Stuart Russell warns about the dangers involved in the creation of artificial intelligence. Particularly, artificial general intelligence or AGI.
The idea of an artificial intelligence that might one day surpass human intelligence has been captivating and terrifying us for decades now. The possibility of what it would be like if we had the ability to create a machine that could think like a human, or even surpass us in cognitive abilities is something that many envision. But, as with many novel technologies, there are a few problems with building an AGI. But what if we succeed? What would happen should our quest to create artificial intelligence bear fruit? How do we retain power over entities that are more intelligent than us? The answer, of course, is that nobody knows for sure. But there are some logical conclusions we can draw from examining the nature of intelligence and what kind of entities might be capable of it.

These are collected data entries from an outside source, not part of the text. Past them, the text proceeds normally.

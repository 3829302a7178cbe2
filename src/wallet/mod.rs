//! Wallet Intelligence service.
//!
//! Front door for wallet profiling and holder-quality evaluation; the
//! heavy lifting lives in [`analyzer`]. Profiles are cached in-process.

pub mod analyzer;

pub use analyzer::WalletAnalyzer;

use anyhow::Result;
use chrono::Utc;
use moka::future::Cache as MokaCache;
use std::sync::Arc;
use std::time::Duration;
use tracing::info;

use crate::config::WalletIntelligenceConfig;
use crate::error::OracleError;
use crate::gateway::MarketGateway;
use crate::trust::TrustNetwork;
use crate::types::{HolderQualityReport, WalletAnalysis, WalletProfile};

/// Wallet profiling and classification service.
pub struct WalletIntelligence {
    analyzer: WalletAnalyzer,
    config: WalletIntelligenceConfig,
    profiles: MokaCache<String, WalletProfile>,
}

impl WalletIntelligence {
    pub fn new(
        gateway: Arc<dyn MarketGateway>,
        trust: Arc<TrustNetwork>,
        config: WalletIntelligenceConfig,
    ) -> Self {
        let profiles = MokaCache::builder()
            .max_capacity(50_000)
            .time_to_live(Duration::from_secs(config.profile_cache_ttl_secs.max(1)))
            .build();
        Self {
            analyzer: WalletAnalyzer::new(gateway, trust, config.clone()),
            config,
            profiles,
        }
    }

    pub async fn start(&self) -> Result<()> {
        info!("starting wallet intelligence");
        Ok(())
    }

    pub async fn shutdown(&self) {
        info!("shutting down wallet intelligence");
    }

    /// Build (or reuse) a wallet profile, enriched with the sniper and
    /// smart-money classification tags.
    pub async fn analyze_wallet(&self, wallet_address: &str) -> Result<WalletProfile, OracleError> {
        if let Some(profile) = self.profiles.get(wallet_address).await {
            return Ok(profile);
        }

        let mut profile = self.analyzer.wallet_profile(wallet_address).await?;

        let (is_sniper, sniper_score) = self.analyzer.sniper_score(&profile);
        if is_sniper && !profile.tags.iter().any(|t| t == "sniper") {
            profile.tags.push("sniper".to_string());
        }
        let (is_smart, smart_score) = self.analyzer.smart_money_score(&profile);
        if is_smart && !profile.tags.iter().any(|t| t == "smart_money") {
            profile.tags.push("smart_money".to_string());
        }

        info!(
            wallet = wallet_address,
            is_sniper,
            sniper_score,
            is_smart,
            smart_score,
            trust_score = profile.trust_score,
            "wallet analysis completed"
        );

        self.profiles
            .insert(wallet_address.to_string(), profile.clone())
            .await;
        Ok(profile)
    }

    /// Population analysis for one token.
    pub async fn analyze_token_wallets(
        &self,
        token_address: &str,
    ) -> Result<WalletAnalysis, OracleError> {
        self.analyzer.analyze_token_wallets(token_address).await
    }

    pub async fn is_smart_money_wallet(
        &self,
        wallet_address: &str,
    ) -> Result<(bool, f64), OracleError> {
        if let Some(profile) = self.profiles.get(wallet_address).await {
            return Ok(self.analyzer.smart_money_score(&profile));
        }
        self.analyzer.is_smart_money_wallet(wallet_address).await
    }

    pub async fn is_sniper_wallet(
        &self,
        wallet_address: &str,
    ) -> Result<(bool, f64), OracleError> {
        if let Some(profile) = self.profiles.get(wallet_address).await {
            return Ok(self.analyzer.sniper_score(&profile));
        }
        self.analyzer.is_sniper_wallet(wallet_address).await
    }

    /// Quality score over a token's holder base:
    /// (0.5·smart + 0.3·earlyTrusted)·100, penalised when snipers exceed
    /// a tenth of the population.
    pub async fn evaluate_token_holders(
        &self,
        token_address: &str,
    ) -> Result<HolderQualityReport, OracleError> {
        let analysis = self.analyzer.analyze_token_wallets(token_address).await?;

        let smart_ratio = analysis.trust_metrics.smart_money_ratio;
        let early_ratio = analysis.trust_metrics.early_trusted_ratio;
        let sniper_ratio = analysis.sniper_ratio;

        let mut quality = (smart_ratio * 0.5 + early_ratio * 0.3) * 100.0;
        if sniper_ratio > 0.1 {
            quality -= (sniper_ratio - 0.1) * 200.0;
        }
        let quality = quality.clamp(0.0, 100.0);

        let report = HolderQualityReport {
            token_address: token_address.to_string(),
            total_holders: analysis.total_wallets,
            quality_score: quality,
            smart_money_ratio: smart_ratio,
            smart_money_count: analysis.trust_metrics.smart_money_count,
            early_trusted_ratio: early_ratio,
            sniper_ratio,
            sniper_count: analysis.sniper_count,
            category_distribution: analyzer::category_distribution(
                &analysis.wallet_categories,
                analysis.total_wallets,
            ),
            timestamp: Utc::now(),
        };

        info!(
            token = token_address,
            quality_score = report.quality_score,
            total_holders = report.total_holders,
            smart_money_count = report.smart_money_count,
            "holder quality evaluated"
        );
        Ok(report)
    }

    /// Threshold above which this service considers a wallet smart.
    pub fn smart_threshold(&self) -> f64 {
        self.config.smart_threshold
    }
}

Stuart Russell is a Professor of Computer Science at the University of California at Berkeley, holder of the Smith-Zadeh Chair in Engineering, and Director of the Center for Human-Compatible AI. He outlines the definition of AI, the risks and benefits it poses for the future. According to him, the idea of an AGI is the most important problem to intellectually to work on.
An AGI could be used for many good and evil purposes. Although there are huge benefits to creating an AGI, there are also downsides to doing so. If we create and deploy an AGI without understanding what risks it can cause for humans and other beings in our world, we could be contributing to great disasters.
Russel also postulates that we should focus on developing a machine that learns what each of the eight billion people on Earth would like the future to be like.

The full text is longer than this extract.